Member of the National Assembly of South Africa
- Incumbent
- Assumed office 26 January 2022
- Preceded by: Patrick Sindane

Personal details
- Born: Anthony Matumba
- Party: Economic Freedom Fighters
- Occupation: Member of Parliament
- Profession: Politician

= Anthony Matumba =

South African politician

Anthony Matumba is a South African politician who has been a Member of the National Assembly of South Africa since January 2022. A member of the Economic Freedom Fighters, he serves on the party's Central Command Team, its highest decision-making structure. He is a former Makhado Local Municipality councillor.

==Political career==
Matumba is a member of the Economic Freedom Fighters (EFF) party. In 2016, he was elected as a councillor for the EFF in the Makhado Local Municipality in Limpopo.
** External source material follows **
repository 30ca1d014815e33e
pub mod panels;
pub mod plot;
pub mod table;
He was elected as an additional member of the EFF's Central Command Team structure, the party's highest decision-making structure between congresses, at the EFF's elective conference in December 2019.

In July 2020, an investigation by the Digital Forensic Lab (DFRLab) linked the race-baiting Tracy Zille Twitter account used to spread disparaging and racist content and to harass black women to Matumba. It was also revealed that Matumba was receiving an income from making the hateful comments on Twitter through companies he owned and registered to which Twitter users were directed. Matumba has denied being in charge of the Twitter account. The South African Human Rights Commission (SAHRC) then took Matumba to the Equality Court after it received a complaint from a member of the public. The case was heard in court on 27 July 2021, and was postponed to August 2021 on 29 July.

=== Parliament ===
The Equality Court case was set to continue on 26 January 2022, but it was postponed to allow Matumba to be sworn in as an EFF Member of the National Assembly. The swearing-in ceremony was presided over by Speaker Nosiviwe Mapisa-Nqakula.